■ PROBLEM STATEMENT
When a line below contains the word "repeated", copy that line.

■ EXERCISE MATERIALS
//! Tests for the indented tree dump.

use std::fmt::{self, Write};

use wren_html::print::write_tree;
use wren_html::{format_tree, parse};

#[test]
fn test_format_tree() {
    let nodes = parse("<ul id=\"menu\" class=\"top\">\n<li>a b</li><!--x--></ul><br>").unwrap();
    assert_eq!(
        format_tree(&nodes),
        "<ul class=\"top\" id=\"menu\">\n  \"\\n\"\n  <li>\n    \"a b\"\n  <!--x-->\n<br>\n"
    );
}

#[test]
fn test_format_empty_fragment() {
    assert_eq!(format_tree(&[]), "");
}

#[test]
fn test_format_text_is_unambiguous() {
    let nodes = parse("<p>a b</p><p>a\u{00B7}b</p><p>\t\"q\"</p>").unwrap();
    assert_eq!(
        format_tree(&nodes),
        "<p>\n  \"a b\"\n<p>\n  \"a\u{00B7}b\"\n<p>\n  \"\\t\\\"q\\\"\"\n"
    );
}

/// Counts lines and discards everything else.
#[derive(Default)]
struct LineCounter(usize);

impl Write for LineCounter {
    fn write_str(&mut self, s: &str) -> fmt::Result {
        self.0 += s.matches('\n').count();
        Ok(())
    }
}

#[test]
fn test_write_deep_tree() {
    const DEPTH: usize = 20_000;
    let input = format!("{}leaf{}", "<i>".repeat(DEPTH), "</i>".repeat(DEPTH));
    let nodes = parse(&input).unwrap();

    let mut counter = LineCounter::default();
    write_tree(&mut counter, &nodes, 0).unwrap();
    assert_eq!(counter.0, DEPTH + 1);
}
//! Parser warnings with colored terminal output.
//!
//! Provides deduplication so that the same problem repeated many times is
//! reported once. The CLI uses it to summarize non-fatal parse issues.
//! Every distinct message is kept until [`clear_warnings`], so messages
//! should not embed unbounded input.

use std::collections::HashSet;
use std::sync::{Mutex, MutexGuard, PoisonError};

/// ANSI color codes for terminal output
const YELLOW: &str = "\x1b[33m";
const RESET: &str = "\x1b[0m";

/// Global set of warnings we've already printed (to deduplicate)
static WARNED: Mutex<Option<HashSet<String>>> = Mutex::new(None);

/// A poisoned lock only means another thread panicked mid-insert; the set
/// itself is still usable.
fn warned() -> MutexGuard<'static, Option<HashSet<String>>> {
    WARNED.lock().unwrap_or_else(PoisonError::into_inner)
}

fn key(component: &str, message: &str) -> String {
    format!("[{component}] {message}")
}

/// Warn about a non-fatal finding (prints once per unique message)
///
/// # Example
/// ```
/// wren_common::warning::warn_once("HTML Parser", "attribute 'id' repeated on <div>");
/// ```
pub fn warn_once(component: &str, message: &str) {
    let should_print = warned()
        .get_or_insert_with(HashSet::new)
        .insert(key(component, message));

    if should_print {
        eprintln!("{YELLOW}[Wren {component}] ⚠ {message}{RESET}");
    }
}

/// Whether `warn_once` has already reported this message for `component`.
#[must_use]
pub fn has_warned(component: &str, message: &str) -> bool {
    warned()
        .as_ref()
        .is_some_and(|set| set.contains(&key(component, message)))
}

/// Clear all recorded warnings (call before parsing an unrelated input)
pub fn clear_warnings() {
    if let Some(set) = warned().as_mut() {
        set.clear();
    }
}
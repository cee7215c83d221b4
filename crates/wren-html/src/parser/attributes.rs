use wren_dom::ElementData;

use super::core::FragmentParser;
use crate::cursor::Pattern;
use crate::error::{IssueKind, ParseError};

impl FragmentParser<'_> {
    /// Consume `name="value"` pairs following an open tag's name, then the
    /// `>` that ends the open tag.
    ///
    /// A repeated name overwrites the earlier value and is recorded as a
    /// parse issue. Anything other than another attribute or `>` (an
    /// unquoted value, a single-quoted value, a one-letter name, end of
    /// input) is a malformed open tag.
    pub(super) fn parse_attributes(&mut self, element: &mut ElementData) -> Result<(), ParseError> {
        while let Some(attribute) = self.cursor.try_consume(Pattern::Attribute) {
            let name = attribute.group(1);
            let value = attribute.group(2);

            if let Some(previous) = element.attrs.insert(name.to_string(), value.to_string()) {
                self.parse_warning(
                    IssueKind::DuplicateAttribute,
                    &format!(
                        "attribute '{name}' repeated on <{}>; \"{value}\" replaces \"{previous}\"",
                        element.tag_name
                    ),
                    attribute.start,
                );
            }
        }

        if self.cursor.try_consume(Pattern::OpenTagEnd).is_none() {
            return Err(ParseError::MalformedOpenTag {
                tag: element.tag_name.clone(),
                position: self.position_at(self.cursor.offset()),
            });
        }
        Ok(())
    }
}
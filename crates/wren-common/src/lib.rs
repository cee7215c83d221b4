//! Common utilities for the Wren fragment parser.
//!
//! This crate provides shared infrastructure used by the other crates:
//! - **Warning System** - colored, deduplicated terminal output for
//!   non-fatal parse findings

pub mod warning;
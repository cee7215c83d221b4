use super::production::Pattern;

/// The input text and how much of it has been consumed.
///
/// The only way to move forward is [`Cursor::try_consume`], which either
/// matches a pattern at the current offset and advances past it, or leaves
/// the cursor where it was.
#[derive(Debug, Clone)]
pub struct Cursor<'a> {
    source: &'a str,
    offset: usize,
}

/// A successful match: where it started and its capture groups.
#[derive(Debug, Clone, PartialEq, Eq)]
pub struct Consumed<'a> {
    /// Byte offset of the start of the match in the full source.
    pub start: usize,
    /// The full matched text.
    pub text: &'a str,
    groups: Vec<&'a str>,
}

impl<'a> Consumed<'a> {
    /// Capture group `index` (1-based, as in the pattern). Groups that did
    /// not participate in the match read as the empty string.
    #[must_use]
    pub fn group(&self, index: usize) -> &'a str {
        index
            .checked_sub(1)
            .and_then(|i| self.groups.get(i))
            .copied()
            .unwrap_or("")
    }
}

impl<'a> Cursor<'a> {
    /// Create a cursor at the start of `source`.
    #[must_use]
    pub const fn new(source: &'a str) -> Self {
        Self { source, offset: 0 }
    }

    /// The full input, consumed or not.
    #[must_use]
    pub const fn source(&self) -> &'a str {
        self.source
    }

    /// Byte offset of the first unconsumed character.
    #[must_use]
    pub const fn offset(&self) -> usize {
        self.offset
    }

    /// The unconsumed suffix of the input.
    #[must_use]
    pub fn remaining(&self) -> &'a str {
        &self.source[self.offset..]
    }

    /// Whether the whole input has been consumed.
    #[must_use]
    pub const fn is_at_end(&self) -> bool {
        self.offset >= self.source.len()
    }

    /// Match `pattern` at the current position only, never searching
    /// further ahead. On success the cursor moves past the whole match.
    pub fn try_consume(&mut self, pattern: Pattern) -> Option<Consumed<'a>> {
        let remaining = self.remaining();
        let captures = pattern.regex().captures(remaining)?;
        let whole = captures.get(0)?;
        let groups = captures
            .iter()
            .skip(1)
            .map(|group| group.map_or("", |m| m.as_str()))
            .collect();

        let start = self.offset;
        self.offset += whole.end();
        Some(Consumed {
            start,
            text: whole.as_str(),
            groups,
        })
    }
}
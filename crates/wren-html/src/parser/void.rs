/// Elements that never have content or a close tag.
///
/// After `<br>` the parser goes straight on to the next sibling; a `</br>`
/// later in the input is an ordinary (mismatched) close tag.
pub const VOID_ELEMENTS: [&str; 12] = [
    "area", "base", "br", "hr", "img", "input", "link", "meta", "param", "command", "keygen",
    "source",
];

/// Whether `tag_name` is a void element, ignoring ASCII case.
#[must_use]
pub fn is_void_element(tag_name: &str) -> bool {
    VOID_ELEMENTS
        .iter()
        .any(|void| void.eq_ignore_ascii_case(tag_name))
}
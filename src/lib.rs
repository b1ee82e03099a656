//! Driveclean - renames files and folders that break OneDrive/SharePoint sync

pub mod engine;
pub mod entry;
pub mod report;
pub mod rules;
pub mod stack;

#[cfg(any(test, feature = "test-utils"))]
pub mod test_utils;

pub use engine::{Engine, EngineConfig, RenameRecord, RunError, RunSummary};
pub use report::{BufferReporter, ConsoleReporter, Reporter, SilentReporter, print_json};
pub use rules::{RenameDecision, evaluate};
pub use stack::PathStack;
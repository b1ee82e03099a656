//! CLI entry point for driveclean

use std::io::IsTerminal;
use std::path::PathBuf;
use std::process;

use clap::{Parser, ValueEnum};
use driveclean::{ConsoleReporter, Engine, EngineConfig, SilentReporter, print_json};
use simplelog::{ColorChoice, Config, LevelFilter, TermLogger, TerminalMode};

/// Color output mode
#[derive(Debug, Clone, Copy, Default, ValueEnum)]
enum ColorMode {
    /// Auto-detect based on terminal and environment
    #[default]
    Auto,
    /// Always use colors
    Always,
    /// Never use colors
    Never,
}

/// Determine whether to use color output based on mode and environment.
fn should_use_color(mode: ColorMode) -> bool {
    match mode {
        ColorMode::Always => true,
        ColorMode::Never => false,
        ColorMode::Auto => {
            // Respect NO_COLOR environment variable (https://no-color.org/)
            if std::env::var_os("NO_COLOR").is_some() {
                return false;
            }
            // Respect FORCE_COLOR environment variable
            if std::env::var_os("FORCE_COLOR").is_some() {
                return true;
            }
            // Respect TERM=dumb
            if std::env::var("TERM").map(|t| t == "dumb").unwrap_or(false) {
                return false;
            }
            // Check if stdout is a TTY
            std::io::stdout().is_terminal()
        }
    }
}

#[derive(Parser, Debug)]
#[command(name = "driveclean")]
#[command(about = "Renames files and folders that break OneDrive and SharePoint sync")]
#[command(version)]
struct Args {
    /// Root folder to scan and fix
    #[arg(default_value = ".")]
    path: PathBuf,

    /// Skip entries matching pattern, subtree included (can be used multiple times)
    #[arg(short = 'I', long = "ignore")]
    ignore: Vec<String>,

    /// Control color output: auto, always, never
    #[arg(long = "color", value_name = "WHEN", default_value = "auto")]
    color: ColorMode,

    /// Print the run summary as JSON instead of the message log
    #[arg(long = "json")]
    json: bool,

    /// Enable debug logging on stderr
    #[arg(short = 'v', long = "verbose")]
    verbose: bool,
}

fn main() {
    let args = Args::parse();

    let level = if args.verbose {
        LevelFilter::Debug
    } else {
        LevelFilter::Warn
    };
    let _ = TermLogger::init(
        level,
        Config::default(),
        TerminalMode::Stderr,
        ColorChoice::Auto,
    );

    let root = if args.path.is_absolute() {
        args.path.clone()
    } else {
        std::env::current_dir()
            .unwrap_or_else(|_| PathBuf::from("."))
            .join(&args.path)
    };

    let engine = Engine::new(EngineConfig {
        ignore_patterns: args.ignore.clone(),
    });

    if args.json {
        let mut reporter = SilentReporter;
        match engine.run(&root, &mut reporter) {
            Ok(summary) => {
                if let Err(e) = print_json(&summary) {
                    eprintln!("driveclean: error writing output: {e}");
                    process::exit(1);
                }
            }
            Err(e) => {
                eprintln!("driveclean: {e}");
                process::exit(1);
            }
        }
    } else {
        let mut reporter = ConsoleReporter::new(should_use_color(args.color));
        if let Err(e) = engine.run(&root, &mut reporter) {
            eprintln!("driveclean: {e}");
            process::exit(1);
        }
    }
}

■ EXERCISE RESULT
//! Provides deduplication so that the same problem repeated many times is
/// wren_common::warning::warn_once("HTML Parser", "attribute 'id' repeated on <div>");
    /// A repeated name overwrites the earlier value and is recorded as a
                        "attribute '{name}' repeated on <{}>; \"{value}\" replaces \"{previous}\"",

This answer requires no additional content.